***** DATA FOR PROCESSING *****

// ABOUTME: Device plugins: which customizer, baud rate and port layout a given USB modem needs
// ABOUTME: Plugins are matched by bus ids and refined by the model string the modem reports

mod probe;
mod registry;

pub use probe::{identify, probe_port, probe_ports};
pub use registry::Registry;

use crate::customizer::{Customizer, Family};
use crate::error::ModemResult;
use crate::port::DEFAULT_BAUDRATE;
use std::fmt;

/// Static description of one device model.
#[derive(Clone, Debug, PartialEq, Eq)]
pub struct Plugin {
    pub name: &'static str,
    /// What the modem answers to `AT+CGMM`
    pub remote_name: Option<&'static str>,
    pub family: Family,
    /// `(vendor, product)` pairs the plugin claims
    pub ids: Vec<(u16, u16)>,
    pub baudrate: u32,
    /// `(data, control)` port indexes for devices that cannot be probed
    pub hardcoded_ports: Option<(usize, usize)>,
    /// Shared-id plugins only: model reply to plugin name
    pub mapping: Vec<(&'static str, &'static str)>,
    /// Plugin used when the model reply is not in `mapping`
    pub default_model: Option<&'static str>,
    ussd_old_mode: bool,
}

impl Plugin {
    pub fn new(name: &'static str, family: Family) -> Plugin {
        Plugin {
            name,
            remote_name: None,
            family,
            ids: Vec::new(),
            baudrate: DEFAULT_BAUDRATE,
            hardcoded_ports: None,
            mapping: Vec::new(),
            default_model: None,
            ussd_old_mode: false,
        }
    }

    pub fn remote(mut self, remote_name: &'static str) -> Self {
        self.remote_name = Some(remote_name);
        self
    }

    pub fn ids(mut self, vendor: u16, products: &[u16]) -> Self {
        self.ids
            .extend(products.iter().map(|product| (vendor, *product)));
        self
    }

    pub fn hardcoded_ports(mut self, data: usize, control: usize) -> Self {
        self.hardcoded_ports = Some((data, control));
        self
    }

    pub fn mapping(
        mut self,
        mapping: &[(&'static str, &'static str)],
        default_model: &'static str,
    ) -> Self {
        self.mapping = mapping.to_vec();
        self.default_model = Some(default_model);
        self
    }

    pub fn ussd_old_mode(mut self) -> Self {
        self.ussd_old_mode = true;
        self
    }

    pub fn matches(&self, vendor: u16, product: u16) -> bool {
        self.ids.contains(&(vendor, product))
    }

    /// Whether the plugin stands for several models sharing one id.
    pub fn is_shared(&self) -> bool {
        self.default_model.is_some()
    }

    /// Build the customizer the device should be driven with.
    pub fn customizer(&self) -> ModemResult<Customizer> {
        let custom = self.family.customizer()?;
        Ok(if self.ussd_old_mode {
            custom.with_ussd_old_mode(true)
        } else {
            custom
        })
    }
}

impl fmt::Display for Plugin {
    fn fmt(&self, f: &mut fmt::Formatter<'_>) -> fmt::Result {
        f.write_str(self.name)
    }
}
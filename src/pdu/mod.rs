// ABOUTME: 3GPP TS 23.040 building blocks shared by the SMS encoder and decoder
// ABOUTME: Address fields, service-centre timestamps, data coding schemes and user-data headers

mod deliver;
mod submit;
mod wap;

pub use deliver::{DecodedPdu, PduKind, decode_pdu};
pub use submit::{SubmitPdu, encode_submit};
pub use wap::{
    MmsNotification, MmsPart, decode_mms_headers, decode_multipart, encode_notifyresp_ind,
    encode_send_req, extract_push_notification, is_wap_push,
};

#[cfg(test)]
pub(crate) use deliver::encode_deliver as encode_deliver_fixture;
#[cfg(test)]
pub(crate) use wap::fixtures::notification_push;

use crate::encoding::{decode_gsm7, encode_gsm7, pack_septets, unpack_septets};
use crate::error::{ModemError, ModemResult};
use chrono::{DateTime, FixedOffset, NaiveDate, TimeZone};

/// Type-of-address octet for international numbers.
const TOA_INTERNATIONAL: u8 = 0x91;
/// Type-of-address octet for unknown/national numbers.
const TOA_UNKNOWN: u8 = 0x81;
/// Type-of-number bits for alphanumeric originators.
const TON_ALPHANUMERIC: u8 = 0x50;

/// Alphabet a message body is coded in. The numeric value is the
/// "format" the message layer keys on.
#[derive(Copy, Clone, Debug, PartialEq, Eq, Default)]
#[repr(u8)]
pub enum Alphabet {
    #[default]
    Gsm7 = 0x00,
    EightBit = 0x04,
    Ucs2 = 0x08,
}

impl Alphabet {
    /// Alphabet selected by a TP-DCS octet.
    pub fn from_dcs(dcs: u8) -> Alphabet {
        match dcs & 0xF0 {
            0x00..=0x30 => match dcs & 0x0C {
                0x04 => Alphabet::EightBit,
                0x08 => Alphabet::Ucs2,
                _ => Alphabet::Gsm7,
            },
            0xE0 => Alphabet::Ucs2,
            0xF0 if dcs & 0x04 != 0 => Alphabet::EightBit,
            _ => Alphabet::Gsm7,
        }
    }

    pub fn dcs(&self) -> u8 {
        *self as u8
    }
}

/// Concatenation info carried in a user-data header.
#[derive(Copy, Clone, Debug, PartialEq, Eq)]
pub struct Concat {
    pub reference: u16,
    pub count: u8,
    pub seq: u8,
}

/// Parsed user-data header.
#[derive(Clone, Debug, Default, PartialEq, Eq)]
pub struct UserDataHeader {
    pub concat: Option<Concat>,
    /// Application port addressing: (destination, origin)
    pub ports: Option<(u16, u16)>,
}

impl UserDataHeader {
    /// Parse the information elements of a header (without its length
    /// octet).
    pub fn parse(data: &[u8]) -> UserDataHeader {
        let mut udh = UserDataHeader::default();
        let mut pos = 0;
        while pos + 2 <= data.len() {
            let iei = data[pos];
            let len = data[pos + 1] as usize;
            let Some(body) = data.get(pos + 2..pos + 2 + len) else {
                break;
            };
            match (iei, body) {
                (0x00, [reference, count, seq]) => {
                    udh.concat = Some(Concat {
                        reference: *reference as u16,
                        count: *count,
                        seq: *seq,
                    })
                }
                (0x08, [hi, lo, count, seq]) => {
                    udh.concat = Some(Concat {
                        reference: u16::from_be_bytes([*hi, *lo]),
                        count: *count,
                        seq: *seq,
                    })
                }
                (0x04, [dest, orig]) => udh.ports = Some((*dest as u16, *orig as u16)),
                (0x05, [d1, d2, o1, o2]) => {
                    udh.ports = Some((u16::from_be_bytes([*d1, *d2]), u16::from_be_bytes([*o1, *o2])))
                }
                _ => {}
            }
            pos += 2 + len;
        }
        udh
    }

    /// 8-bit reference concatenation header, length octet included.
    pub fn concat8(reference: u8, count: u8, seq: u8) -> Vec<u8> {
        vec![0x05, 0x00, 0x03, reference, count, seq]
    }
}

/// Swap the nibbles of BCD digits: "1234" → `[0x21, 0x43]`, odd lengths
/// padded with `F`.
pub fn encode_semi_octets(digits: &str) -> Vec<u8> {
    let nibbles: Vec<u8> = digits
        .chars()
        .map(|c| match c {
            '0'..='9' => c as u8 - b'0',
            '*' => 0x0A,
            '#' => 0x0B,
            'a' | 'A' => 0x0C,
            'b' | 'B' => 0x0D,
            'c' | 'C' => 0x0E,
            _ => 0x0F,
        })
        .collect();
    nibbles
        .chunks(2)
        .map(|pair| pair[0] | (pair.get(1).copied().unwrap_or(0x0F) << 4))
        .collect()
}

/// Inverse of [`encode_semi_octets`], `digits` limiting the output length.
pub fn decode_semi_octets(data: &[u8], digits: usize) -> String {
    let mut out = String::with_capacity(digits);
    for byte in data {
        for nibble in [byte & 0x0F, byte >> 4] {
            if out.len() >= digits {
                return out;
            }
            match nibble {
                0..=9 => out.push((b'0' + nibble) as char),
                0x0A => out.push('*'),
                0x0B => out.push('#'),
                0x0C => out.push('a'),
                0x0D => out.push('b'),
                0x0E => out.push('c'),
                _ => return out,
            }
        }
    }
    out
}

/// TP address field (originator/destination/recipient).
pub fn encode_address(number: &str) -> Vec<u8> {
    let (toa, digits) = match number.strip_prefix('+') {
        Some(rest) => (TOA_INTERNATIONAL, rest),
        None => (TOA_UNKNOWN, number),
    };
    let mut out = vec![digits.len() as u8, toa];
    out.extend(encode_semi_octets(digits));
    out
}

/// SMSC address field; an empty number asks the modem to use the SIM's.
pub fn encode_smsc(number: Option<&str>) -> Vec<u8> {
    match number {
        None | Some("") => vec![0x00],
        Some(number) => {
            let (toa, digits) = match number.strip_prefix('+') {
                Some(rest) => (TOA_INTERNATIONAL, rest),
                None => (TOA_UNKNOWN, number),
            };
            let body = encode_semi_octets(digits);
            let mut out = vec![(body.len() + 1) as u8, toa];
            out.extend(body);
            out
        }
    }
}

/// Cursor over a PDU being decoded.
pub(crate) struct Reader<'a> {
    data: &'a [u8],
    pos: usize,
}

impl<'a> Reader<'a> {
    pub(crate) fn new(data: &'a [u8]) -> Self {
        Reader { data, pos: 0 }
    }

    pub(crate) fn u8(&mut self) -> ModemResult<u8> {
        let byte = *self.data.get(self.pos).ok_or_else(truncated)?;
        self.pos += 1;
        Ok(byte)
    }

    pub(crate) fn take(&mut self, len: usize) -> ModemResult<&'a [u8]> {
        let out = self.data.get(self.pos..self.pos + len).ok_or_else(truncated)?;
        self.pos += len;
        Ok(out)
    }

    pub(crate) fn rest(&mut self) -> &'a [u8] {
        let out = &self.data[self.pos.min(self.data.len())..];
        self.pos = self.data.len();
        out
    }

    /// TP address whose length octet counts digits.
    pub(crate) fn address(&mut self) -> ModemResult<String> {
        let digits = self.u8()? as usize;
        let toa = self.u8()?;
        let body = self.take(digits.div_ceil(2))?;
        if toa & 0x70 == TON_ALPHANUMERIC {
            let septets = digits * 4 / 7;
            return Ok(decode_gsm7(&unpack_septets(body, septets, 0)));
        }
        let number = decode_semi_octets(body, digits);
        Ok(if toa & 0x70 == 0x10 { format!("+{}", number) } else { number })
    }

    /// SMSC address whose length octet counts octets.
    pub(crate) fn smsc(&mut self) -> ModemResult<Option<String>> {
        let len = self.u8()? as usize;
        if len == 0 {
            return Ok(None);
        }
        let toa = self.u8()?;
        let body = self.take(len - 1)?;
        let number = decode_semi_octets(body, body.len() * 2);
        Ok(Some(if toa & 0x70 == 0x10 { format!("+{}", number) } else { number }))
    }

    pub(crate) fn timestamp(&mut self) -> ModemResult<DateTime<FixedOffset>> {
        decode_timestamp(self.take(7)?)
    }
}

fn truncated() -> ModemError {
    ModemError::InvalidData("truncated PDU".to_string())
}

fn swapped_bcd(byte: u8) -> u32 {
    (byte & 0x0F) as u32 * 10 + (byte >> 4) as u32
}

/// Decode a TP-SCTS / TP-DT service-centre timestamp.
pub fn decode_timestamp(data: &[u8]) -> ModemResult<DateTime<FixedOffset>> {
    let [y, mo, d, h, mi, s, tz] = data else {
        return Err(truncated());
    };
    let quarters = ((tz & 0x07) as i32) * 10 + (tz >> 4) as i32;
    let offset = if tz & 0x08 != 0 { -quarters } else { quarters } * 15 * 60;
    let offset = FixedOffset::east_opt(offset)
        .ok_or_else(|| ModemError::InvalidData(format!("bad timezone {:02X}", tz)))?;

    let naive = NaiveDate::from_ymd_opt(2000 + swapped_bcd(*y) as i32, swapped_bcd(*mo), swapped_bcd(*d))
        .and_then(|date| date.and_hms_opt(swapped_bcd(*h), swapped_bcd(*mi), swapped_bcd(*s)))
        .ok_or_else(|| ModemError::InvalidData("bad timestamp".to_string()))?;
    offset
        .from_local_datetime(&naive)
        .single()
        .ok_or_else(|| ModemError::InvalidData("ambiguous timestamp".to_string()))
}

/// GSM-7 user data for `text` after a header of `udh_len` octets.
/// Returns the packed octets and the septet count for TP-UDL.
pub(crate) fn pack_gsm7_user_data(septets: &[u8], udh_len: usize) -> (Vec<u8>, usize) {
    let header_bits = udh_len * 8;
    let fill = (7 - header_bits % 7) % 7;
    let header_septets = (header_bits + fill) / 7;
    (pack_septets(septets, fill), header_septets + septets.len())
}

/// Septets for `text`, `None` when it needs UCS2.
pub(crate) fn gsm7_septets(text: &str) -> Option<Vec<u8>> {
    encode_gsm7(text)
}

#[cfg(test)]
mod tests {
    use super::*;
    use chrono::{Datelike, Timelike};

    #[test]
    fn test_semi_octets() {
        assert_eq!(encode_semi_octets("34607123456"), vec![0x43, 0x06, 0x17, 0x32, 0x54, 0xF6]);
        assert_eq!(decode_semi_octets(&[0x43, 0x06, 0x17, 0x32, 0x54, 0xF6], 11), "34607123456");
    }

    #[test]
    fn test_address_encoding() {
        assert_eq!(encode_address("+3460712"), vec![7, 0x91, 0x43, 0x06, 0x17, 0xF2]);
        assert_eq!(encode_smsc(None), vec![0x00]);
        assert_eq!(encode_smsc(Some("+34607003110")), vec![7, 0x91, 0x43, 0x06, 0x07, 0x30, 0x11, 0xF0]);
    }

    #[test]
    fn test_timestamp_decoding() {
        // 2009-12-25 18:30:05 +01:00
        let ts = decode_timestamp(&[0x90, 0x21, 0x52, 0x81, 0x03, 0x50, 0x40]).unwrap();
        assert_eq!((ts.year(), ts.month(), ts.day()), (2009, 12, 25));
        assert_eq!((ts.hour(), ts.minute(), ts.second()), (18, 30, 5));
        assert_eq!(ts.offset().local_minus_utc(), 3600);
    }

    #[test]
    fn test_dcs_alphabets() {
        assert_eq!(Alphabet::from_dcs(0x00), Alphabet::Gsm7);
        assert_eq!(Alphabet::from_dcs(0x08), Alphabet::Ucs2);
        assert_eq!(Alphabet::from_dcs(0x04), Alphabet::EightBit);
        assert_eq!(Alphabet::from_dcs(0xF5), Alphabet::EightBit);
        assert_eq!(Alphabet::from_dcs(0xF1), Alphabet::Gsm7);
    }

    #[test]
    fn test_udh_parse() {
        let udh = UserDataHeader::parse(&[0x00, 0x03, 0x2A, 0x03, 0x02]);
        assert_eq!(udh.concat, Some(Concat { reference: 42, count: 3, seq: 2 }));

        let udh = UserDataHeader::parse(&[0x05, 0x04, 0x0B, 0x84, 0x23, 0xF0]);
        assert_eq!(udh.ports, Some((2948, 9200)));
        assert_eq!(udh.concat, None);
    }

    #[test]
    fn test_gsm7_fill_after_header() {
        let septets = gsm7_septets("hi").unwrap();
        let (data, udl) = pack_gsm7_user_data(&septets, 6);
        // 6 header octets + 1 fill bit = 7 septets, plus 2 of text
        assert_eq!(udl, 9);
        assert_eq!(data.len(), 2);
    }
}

*****

> _ASSIGNMENT_
Provide the number of lines above that include the string "counts", with no other words.

> _TASK SOLUTION_
2